↓

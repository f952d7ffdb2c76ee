//! Storage-specific error type wrapping sqlx errors.

use sensorhub_domain::error::{StoreError, StoreKind};

/// Errors originating from the `SQLite` storage layer.
#[derive(Debug, thiserror::Error)]
pub enum StorageError {
    /// A query or connection failed.
    #[error("database error")]
    Database(#[from] sqlx::Error),

    /// Failed to serialize or deserialize a stored JSON value.
    #[error("JSON serialization error")]
    Json(#[from] serde_json::Error),

    /// Failed to run migrations.
    #[error("migration error")]
    Migration(#[from] sqlx::migrate::MigrateError),
}

impl StorageError {
    /// Convert into the port-level error of `store`.
    ///
    /// Unique-constraint violations become [`StoreError::Conflict`], anything
    /// else [`StoreError::Unavailable`].
    pub(crate) fn into_store_error(self, store: StoreKind) -> StoreError {
        match self {
            Self::Database(sqlx::Error::Database(db)) if db.is_unique_violation() => {
                StoreError::Conflict { store }
            }
            other => StoreError::unavailable(store, other),
        }
    }
}

/// Shorthand for `map_err` on sqlx and serde results.
pub(crate) fn to_store<E: Into<StorageError>>(store: StoreKind) -> impl Fn(E) -> StoreError {
    move |err| err.into().into_store_error(store)
}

↑

• Exercise: Print the lines above, unchanged, from the start of the records to the line with "and serde results.", including that final line.

• Solution to this problem:
repository f952d7ffdb2c76ee
//! Storage-specific error type wrapping sqlx errors.

use sensorhub_domain::error::{StoreError, StoreKind};

/// Errors originating from the `SQLite` storage layer.
#[derive(Debug, thiserror::Error)]
pub enum StorageError {
    /// A query or connection failed.
    #[error("database error")]
    Database(#[from] sqlx::Error),

    /// Failed to serialize or deserialize a stored JSON value.
    #[error("JSON serialization error")]
    Json(#[from] serde_json::Error),

    /// Failed to run migrations.
    #[error("migration error")]
    Migration(#[from] sqlx::migrate::MigrateError),
}

impl StorageError {
    /// Convert into the port-level error of `store`.
    ///
    /// Unique-constraint violations become [`StoreError::Conflict`], anything
    /// else [`StoreError::Unavailable`].
    pub(crate) fn into_store_error(self, store: StoreKind) -> StoreError {
        match self {
            Self::Database(sqlx::Error::Database(db)) if db.is_unique_violation() => {
                StoreError::Conflict { store }
            }
            other => StoreError::unavailable(store, other),
        }
    }
}

/// Shorthand for `map_err` on sqlx and serde results.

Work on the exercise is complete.